The stories you're not hearing: The dearth of talented quarterbacks in football and point guards in basketball, both of which have a much greater impact on the quality of play in those sports than any talent dilution does in baseball.

Divide between the haves and the have-nots

Conventional Wisdom: The economics of baseball are broken. There are two kinds of teams -- rich ones and poor ones -- and only the former has any chance of winning anything.

Reality: How this trope remains in effect despite all evidence to the contrary is beyond me. Yes, there are high revenue teams and there are low revenue teams. Yes, this impacts a team's ability to go after or retain high priced free-agent talent. No, this does not impact any team's ability to compete, and when we're talking professional sports, that's really the only thing that matters.

After a brief Clinton-era run of dominance by the Yankees, there have been seven different World Series' winners in seven years, with only two of them -- the Yankees in 2000 and the Red Sox in 2004 -- being teams that are traditionally thought of as the "haves" of the world. Anaheim and Chicago are now thought of that way, but this perception has grown as a result of their world championships, not the basis for them.

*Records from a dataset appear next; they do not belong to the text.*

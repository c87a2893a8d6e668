//! Federation of datasets queried as one

use crate::{DataSource, QuadPattern};
use mirella_model::Quad;
use rustc_hash::FxHashSet;
use std::fmt;
use std::sync::Arc;

/// An ordered collection of datasets queried as a single dataset
///
/// Members are visited sequentially in registration order and their
/// matches are unioned; quads already produced by an earlier member are
/// suppressed, so the federation behaves as the set union of its members.
#[derive(Clone, Default)]
pub struct Federation {
    members: Vec<Arc<dyn DataSource>>,
}

impl Federation {
    /// Create a new empty federation
    pub fn new() -> Self {
        Self::default()
    }

    /// Append a member dataset; chainable
    pub fn with_member(mut self, member: Arc<dyn DataSource>) -> Self {
        self.members.push(member);
        self
    }

    /// Append a member dataset
    pub fn add_member(&mut self, member: Arc<dyn DataSource>) {
        self.members.push(member);
    }

    /// Number of member datasets
    pub fn member_count(&self) -> usize {
        self.members.len()
    }
}

impl DataSource for Federation {
    fn match_pattern<'a>(&'a self, pattern: &QuadPattern) -> Box<dyn Iterator<Item = Quad> + 'a> {
        let mut seen = FxHashSet::default();
        let mut matches = Vec::new();
        for member in &self.members {
            for quad in member.match_pattern(pattern) {
                if seen.insert(quad.clone()) {
                    matches.push(quad);
                }
            }
        }
        Box::new(matches.into_iter())
    }

    fn len(&self) -> usize {
        self.members.iter().map(|m| m.len()).sum()
    }
}

impl fmt::Debug for Federation {
    fn fmt(&self, f: &mut fmt::Formatter<'_>) -> fmt::Result {
        f.debug_struct("Federation")
            .field("members", &self.members.len())
            .finish()
    }
}
fn normalise_describe(query: &DescribeQuery) -> Result<(), QueryError> {
    if query.terms.is_empty() {
        return Err(QueryError::MalformedQuery(
            "DESCRIBE requires at least one term or variable".to_string(),
        ));
    }
    validate_groups(&query.groups)?;

    let group_variables: Vec<String> = query
        .groups
        .iter()
        .flat_map(|g| g.variables())
        .collect();
    for term in &query.terms {
        if let Some(name) = term.as_variable() {
            if !group_variables.iter().any(|v| v == name) {
                return Err(QueryError::MalformedQuery(format!(
                    "DESCRIBE variable ?{} is not bound by any pattern group",
                    name
                )));
            }
        }
    }
    Ok(())
}

fn validate_groups(groups: &[PatternGroup]) -> Result<(), QueryError> {
    for group in groups {
        validate_group(group)?;
    }
    Ok(())
}

fn validate_group(group: &PatternGroup) -> Result<(), QueryError> {
    for member in &group.members {
        match member {
            GroupMember::Pattern(pattern) => {
                if pattern.predicate.is_ground() && !pattern.predicate.is_iri() {
                    return Err(QueryError::MalformedQuery(
                        "pattern predicate must be an IRI or variable".to_string(),
                    ));
                }
            }
            GroupMember::Path(path) => {
                validate_path_predicates(&path.path)?;
            }
            GroupMember::Values(values) => {
                if values
                    .rows
                    .iter()
                    .any(|row| row.len() != values.variables.len())
                {
                    return Err(QueryError::MalformedQuery(
                        "VALUES rows must match the declared variables".to_string(),
                    ));
                }
            }
            GroupMember::SubSelect(sub) => normalise_select(sub)?,
        }
    }
    for filter in &group.filters {
        validate_filter(filter)?;
    }
    Ok(())
}

fn validate_filter(filter: &Filter) -> Result<(), QueryError> {
    if filter.negates_exists() {
        return Err(QueryError::MalformedQuery(
            "negation filters must not wrap EXISTS".to_string(),
        ));
    }
    // EXISTS bodies are groups of their own; validate them recursively.
    fn walk(filter: &Filter) -> Result<(), QueryError> {
        match filter {
            Filter::Expression(_) => Ok(()),
            Filter::Exists(group) => validate_group(group),
            Filter::Not(inner) => walk(inner),
            Filter::And(a, b) | Filter::Or(a, b) => {
                walk(a)?;
                walk(b)
            }
        }
    }
    walk(filter)
}

fn filter_uses_exists(filter: &Filter) -> bool {
    match filter {
        Filter::Expression(_) => false,
        Filter::Exists(_) => true,
        Filter::Not(inner) => filter_uses_exists(inner),
        Filter::And(a, b) | Filter::Or(a, b) => filter_uses_exists(a) || filter_uses_exists(b),
    }
}

fn validate_path_predicates(path: &crate::paths::PropertyPath) -> Result<(), QueryError> {
    use crate::paths::PropertyPath;
    match path {
        PropertyPath::Predicate(term) => {
            if !term.is_iri() {
                return Err(QueryError::MalformedQuery(
                    "property path steps must be IRIs".to_string(),
                ));
            }
            Ok(())
        }
        PropertyPath::Inverse(inner)
        | PropertyPath::ZeroOrOne(inner)
        | PropertyPath::ZeroOrMore(inner)
        | PropertyPath::OneOrMore(inner) => validate_path_predicates(inner),
        PropertyPath::Sequence(a, b) | PropertyPath::Alternative(a, b) => {
            validate_path_predicates(a)?;
            validate_path_predicates(b)
        }
        PropertyPath::NegatedPropertySet(predicates) => {
            if predicates.iter().any(|p| !p.is_iri()) {
                return Err(QueryError::MalformedQuery(
                    "negated property sets must contain IRIs".to_string(),
                ));
            }
            Ok(())
        }
    }
}
//! RDF quads

use crate::{Term, Triple};
use std::fmt;

/// An RDF quad: a triple plus an optional named graph context
///
/// `graph: None` places the triple in the default graph.
#[derive(Clone, Debug, PartialEq, Eq, Hash)]
pub struct Quad {
    /// Subject position
    pub subject: Term,
    /// Predicate position
    pub predicate: Term,
    /// Object position
    pub object: Term,
    /// Named graph context (`None` for the default graph)
    pub graph: Option<Term>,
}

impl Quad {
    /// Create a new quad
    pub fn new(subject: Term, predicate: Term, object: Term, graph: Option<Term>) -> Self {
        Self {
            subject,
            predicate,
            object,
            graph,
        }
    }

    /// Check if every position is ground (no variables)
    pub fn is_ground(&self) -> bool {
        self.subject.is_ground()
            && self.predicate.is_ground()
            && self.object.is_ground()
            && self.graph.as_ref().map_or(true, Term::is_ground)
    }

    /// The triple part of this quad, dropping the graph context
    pub fn as_triple(&self) -> Triple {
        Triple::new(
            self.subject.clone(),
            self.predicate.clone(),
            self.object.clone(),
        )
    }
}

impl From<Triple> for Quad {
    fn from(triple: Triple) -> Self {
        Quad::new(triple.subject, triple.predicate, triple.object, None)
    }
}

impl fmt::Display for Quad {
    fn fmt(&self, f: &mut fmt::Formatter<'_>) -> fmt::Result {
        match &self.graph {
            Some(g) => write!(
                f,
                "{} {} {} {} .",
                self.subject, self.predicate, self.object, g
            ),
            None => write!(f, "{} {} {} .", self.subject, self.predicate, self.object),
        }
    }
}
//! Remote SPARQL endpoint dispatch
//!
//! A printed query travels to the endpoint over HTTP: GET with the
//! URL-encoded `query` parameter, or a POST form when the text outgrows a
//! sensible URL. The `Accept` header selects the response form per query
//! kind: SPARQL Results JSON for SELECT/ASK, Turtle (N-Triples) for
//! DESCRIBE/CONSTRUCT. Transport failures honour the descriptor's error
//! policy.

use crate::error::QueryError;
use crate::results::{AskResult, SelectResult};
use mirella_store::{io, Graph};
use std::time::Duration;
use tracing::debug;

/// Queries longer than this are POSTed instead of sent as a GET parameter
const MAX_GET_QUERY_LEN: usize = 2000;

const ACCEPT_BINDINGS: &str = "application/sparql-results+json";
const ACCEPT_GRAPH: &str = "text/turtle, application/n-triples;q=0.9";

/// What to do when the endpoint cannot be reached or answers with an error
#[derive(Clone, Copy, Debug, Default, PartialEq, Eq)]
pub enum ErrorPolicy {
    /// Surface the failure to the caller
    #[default]
    ThrowException,
    /// Swallow the failure and return an empty result
    ReturnEmptyResult,
}

/// Connection parameters of a remote SPARQL endpoint
#[derive(Clone, Debug)]
pub struct EndpointDescriptor {
    base_url: String,
    params: Vec<(String, String)>,
    credentials: Option<(String, String)>,
    timeout: Duration,
    error_policy: ErrorPolicy,
}

impl EndpointDescriptor {
    /// Describe an endpoint at the given base URL
    pub fn new(base_url: &str) -> Self {
        Self {
            base_url: base_url.to_string(),
            params: Vec::new(),
            credentials: None,
            timeout: Duration::from_millis(30_000),
            error_policy: ErrorPolicy::default(),
        }
    }

    /// Append an extra query parameter sent with every request; chainable
    pub fn with_param(mut self, name: &str, value: &str) -> Self {
        self.params.push((name.to_string(), value.to_string()));
        self
    }

    /// Authenticate with HTTP basic auth; chainable
    pub fn with_basic_auth(mut self, user: &str, password: &str) -> Self {
        self.credentials = Some((user.to_string(), password.to_string()));
        self
    }

    /// Per-call timeout in milliseconds; chainable
    pub fn with_timeout_ms(mut self, timeout_ms: u64) -> Self {
        self.timeout = Duration::from_millis(timeout_ms);
        self
    }

    /// Error policy for transport failures; chainable
    pub fn with_error_policy(mut self, policy: ErrorPolicy) -> Self {
        self.error_policy = policy;
        self
    }

    /// The endpoint base URL
    pub fn base_url(&self) -> &str {
        &self.base_url
    }

    /// The configured error policy
    pub fn error_policy(&self) -> ErrorPolicy {
        self.error_policy
    }
}

/// Dispatch a printed SELECT query
pub(crate) fn select(
    descriptor: &EndpointDescriptor,
    query_text: &str,
) -> Result<SelectResult, QueryError> {
    match dispatch(descriptor, query_text, ACCEPT_BINDINGS)? {
        Some(body) => SelectResult::from_json(&body),
        None => Ok(SelectResult::new(crate::bindings::BindingTable::new())),
    }
}

/// Dispatch a printed ASK query
pub(crate) fn ask(
    descriptor: &EndpointDescriptor,
    query_text: &str,
) -> Result<AskResult, QueryError> {
    match dispatch(descriptor, query_text, ACCEPT_BINDINGS)? {
        Some(body) => AskResult::from_json(&body),
        None => Ok(AskResult { value: false }),
    }
}

/// Dispatch a printed CONSTRUCT or DESCRIBE query
pub(crate) fn graph(
    descriptor: &EndpointDescriptor,
    query_text: &str,
) -> Result<Graph, QueryError> {
    match dispatch(descriptor, query_text, ACCEPT_GRAPH)? {
        Some(body) => io::read_ntriples(&body)
            .map_err(|e| QueryError::Evaluation(format!("invalid graph response: {}", e))),
        None => Ok(Graph::new()),
    }
}

/// Issue the HTTP request; `None` means the error policy swallowed a failure
fn dispatch(
    descriptor: &EndpointDescriptor,
    query_text: &str,
    accept: &str,
) -> Result<Option<String>, QueryError> {
    debug!(
        endpoint = %descriptor.base_url,
        bytes = query_text.len(),
        "dispatching query to endpoint"
    );

    let client = reqwest::blocking::Client::builder()
        .timeout(descriptor.timeout)
        .build()
        .map_err(|e| QueryError::Endpoint {
            message: "failed to build HTTP client".to_string(),
            source: Some(e),
        })?;

    let mut request = if query_text.len() <= MAX_GET_QUERY_LEN {
        client
            .get(&descriptor.base_url)
            .query(&[("query", query_text)])
    } else {
        client
            .post(&descriptor.base_url)
            .form(&[("query", query_text)])
    };
    for (name, value) in &descriptor.params {
        request = request.query(&[(name.as_str(), value.as_str())]);
    }
    request = request.header(reqwest::header::ACCEPT, accept);
    if let Some((user, password)) = &descriptor.credentials {
        request = request.basic_auth(user, Some(password));
    }

    let outcome = request
        .send()
        .and_then(|response| response.error_for_status())
        .and_then(|response| response.text());

    match outcome {
        Ok(body) => Ok(Some(body)),
        Err(error) => match descriptor.error_policy {
            ErrorPolicy::ThrowException => Err(QueryError::Endpoint {
                message: format!("request to {} failed", descriptor.base_url),
                source: Some(error),
            }),
            ErrorPolicy::ReturnEmptyResult => {
                debug!(endpoint = %descriptor.base_url, error = %error, "returning empty result");
                Ok(None)
            }
        },
    }
}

The stories you're not hearing: That at the all star break, thirteen teams are either in first place or within five games of it, and that has pretty much been the case for the past several years. In recent years, teams like Minnesota, Oakland, Florida, Milwaukee, St. Louis, Detroit, and Cleveland have shown that you can have a beer budget and still taste postseason champagne. While the high dollar free agent signings are nice and may temporarily keep a team from bottoming out, they rarely if ever can single-handedly turn a loser into a winner. Even casual fans no longer need Michael Lewis to tell them that the key to building a contender is building wisely rather than richly.

Of course some people are getting it right, or else the MarketWatch article never would have been written, and certainly none of this stuff is news to the denizens of Baseball Think Factory, Baseball Prospectus, or the Hardball Times. Conversations with coworkers and barfiles, however, reveal that the casual fans aren't hearing this stuff. Why?

I don't have any solid answers. One possibility is that the general baseball commentariat is so cynical and jaded and so caught up in the nostalgia for the imaginary perfect baseball of their youth that they can't help but focus on the negative to the point of distortion and inaccuracy. This is fun to talk about -- slamming the T.J. Simmers and Jay Mariottis of the world never gets old -- but even though paranoids have their enemies, I am inherently skeptical of any theory that depends on moustache-twirling villains to maintain. It's a factor, but only gets you so far.

I'm more enamoured with another theory. It's a theory which holds that, despite all that has been written about baseball's fall from primacy in the culture, and despite all that has been said about football or soccer or reality TV supplanting it as our national pastime, baseball still matters to this country more than any other sport. To the extent that it has disappointed us, it has done so in the way an honor student disappoints his parents for bringing home an A minus, while his nogoodnik younger brother -- in this case pro football -- is lauded for the simple act of avoiding actual jail time. We expect more out of baseball because it has shown us the potential for so much more.

Putting it in those terms makes me feel a lot better about the slings and arrows that frequently come the way of my favorite pastime, even if I'm going to do all I can to note that those slings and arrows are, for the most part, unwarranted.